Data Cleaning

This page shows the raw data, the code used to clean it, and the modified data. It’s a journal of my data cleaning process. Please be aware that this page contains both Python and R code, thus you should avoid running the source code all at once.

ncaahoopR

2021-22 Season

Let’s clean the Villanova 2021-22 data with R:

Here is a screen shot of the first few rows and columns of the raw data:

raw data

Code
library(tidyverse)

After we load in relevant libraries, we can read in the data and check its shape.

Code
nova2122 <- read.csv('./data/raw_data/villanova2122.csv')

dim(nova2122)
  1. 11405
  2. 39

What columns does the NCAA data have?

Code
# what are the column names?
colnames(nova2122)
  1. 'game_id'
  2. 'date'
  3. 'home'
  4. 'away'
  5. 'play_id'
  6. 'half'
  7. 'time_remaining_half'
  8. 'secs_remaining'
  9. 'secs_remaining_absolute'
  10. 'description'
  11. 'action_team'
  12. 'home_score'
  13. 'away_score'
  14. 'score_diff'
  15. 'play_length'
  16. 'scoring_play'
  17. 'foul'
  18. 'win_prob'
  19. 'naive_win_prob'
  20. 'home_time_out_remaining'
  21. 'away_time_out_remaining'
  22. 'home_favored_by'
  23. 'total_line'
  24. 'referees'
  25. 'arena_location'
  26. 'arena'
  27. 'capacity'
  28. 'attendance'
  29. 'shot_x'
  30. 'shot_y'
  31. 'shot_team'
  32. 'shot_outcome'
  33. 'shooter'
  34. 'assist'
  35. 'three_pt'
  36. 'free_throw'
  37. 'possession_before'
  38. 'possession_after'
  39. 'wrong_time'

The dataset appears fairly clean; however, to focus specifically on shooting data, we’ll exclude rows without a designated shooter (e.g., turnovers, steals, rebounds, or blocks) where the shooter is marked as NA. After this refinement, we’ll reassess the shape of the data.

Code
nova2122 <- nova2122 %>%
  filter(!is.na(shooter))

# let's check the shape of the data
dim(nova2122)
  1. 5399
  2. 39

We can see that about 5,000 rows were removed and we are left with a little over half of the initial data. In the below chunk, we create a new column, “shooter_team,” based on the action team. We create another column “shot_sequence” that tracks consecutive made or missed shots by a shooter in each game half, and then use that column to create a “previous_shots” column that indicates the number of consecutive shots (made or missed) by the shooter before the current shot. This modified dataset is then saved as a CSV file.

Code
# only taking the columns I want from this dataset
sample <- nova2122 %>% select(game_id, play_id, half, shooter, shot_outcome, home, away, action_team)

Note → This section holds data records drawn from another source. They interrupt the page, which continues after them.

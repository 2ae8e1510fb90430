//! Recursive-descent parser for the textual SSA format.
//!
//! Parsing is done in three passes over the token stream: named types are
//! declared first (so type bodies and signatures may refer forward), then
//! all declarations (type bodies, globals, function signatures) are
//! parsed, and finally function bodies. Register result types are
//! resolved by a small worklist, because φ-nodes may refer to registers
//! defined later in the body (back edges).

use std::collections::HashMap;
use std::ops::Range;

use thiserror::Error;

use crate::lexer::{lex, SpannedToken, Token};
use crate::program::{
    BasicBlock, Builtin, Callee, CallCommon, ConstValue, FuncId, Function, Instr, InstrId,
    InstrKind, InstrRef, Package, PkgId, Program, SelectState, Signature, UnOpKind, ValueData,
    ValueId, ValueKind,
};
use crate::program::BinOpKind;
use crate::source::Pos;
use crate::types::{ChanDir, MethodSig, StructField, TypeId, TypeKind};

/// Parse error with the byte span (file-local) it was raised at.
#[derive(Debug, Error)]
#[error("{msg}")]
pub struct ParseError {
    pub msg: String,
    pub span: Range<usize>,
}

type Result<T> = std::result::Result<T, ParseError>;

struct FuncScope {
    id: FuncId,
    /// Parameter and free-variable names to values.
    locals: HashMap<String, ValueId>,
    /// Token index of the first body line (after the signature).
    body_start: usize,
}

pub struct Parser<'a> {
    toks: Vec<SpannedToken>,
    pos: usize,
    base: u32,
    prog: &'a mut Program,
    pkg: Option<PkgId>,
    funcs: HashMap<String, FuncId>,
    func_values: HashMap<FuncId, ValueId>,
    globals: HashMap<String, ValueId>,
    builtins: HashMap<&'static str, ValueId>,
    scopes: Vec<FuncScope>,
    next_instr: u32,
}
//! Channel values.

use std::cell::Cell;
use std::rc::Rc;

use migoinfer_ssa::{Program, ValueId};

use super::Value;

/// An abstract channel: one per syntactic creation site and call
/// instance. The namespace value (usually the creating call instance)
/// makes the unique name stable across the program.
#[derive(Debug)]
pub struct Chan {
    ns: Value,
    pub val: ValueId,
    pub name: String,
    size: i64,
    /// Set when the creation site defers its `newchan` to the caller
    /// (returned channel or parameter struct field).
    pub deferred: Cell<bool>,
}

impl Chan {
    pub fn new(ns: Value, prog: &Program, ch: ValueId, size: i64) -> Rc<Chan> {
        Rc::new(Chan {
            ns,
            val: ch,
            name: prog.value(ch).name.clone(),
            size,
            deferred: Cell::new(false),
        })
    }

    pub fn size(&self) -> i64 {
        self.size
    }

    pub fn uniq_name(&self) -> String {
        format!("{}.{}_chan{}", self.ns.uniq_name(), self.name, self.size)
    }
}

#creating a new column shooter_team
sample <- sample %>%
  mutate(
    shooter_team = ifelse(action_team == "home", home, away))

# Specifying columns to drop and removing them from the dataframe
columns_to_drop <- c("home", "away", "action_team")

sample <- sample %>%
  select(-one_of(columns_to_drop))

#I want to create a previous_shots column that says how many shots the shooter has made or missed in a row before the current shot they are taking
sample <- sample %>%
  mutate(
    shot_outcome_numeric = ifelse(shot_outcome == "made", 1, -1)
  )

sample <- sample %>%
  group_by(game_id, half, shooter) %>%
  arrange(play_id) %>%
  mutate(
    shot_sequence = cumsum(shot_outcome_numeric)) %>%
  ungroup()

sample3 <- sample %>%
  mutate(
    shot_sequence = ifelse(shot_outcome == "made" & shot_sequence <= 0, 1,
                  ifelse(shot_outcome == "missed" & shot_sequence >= 0, -1, shot_sequence))
  )

sample3 <- sample3 %>%
  group_by(game_id, half, shooter) %>%
  arrange(play_id) %>%
  mutate(
    previous_shots = ifelse(row_number() == 1, 0, lag(shot_sequence, default = 0))
  ) %>%
  ungroup()

write.csv(sample3, file = "./data/modified_data/nova2122.csv", row.names = FALSE)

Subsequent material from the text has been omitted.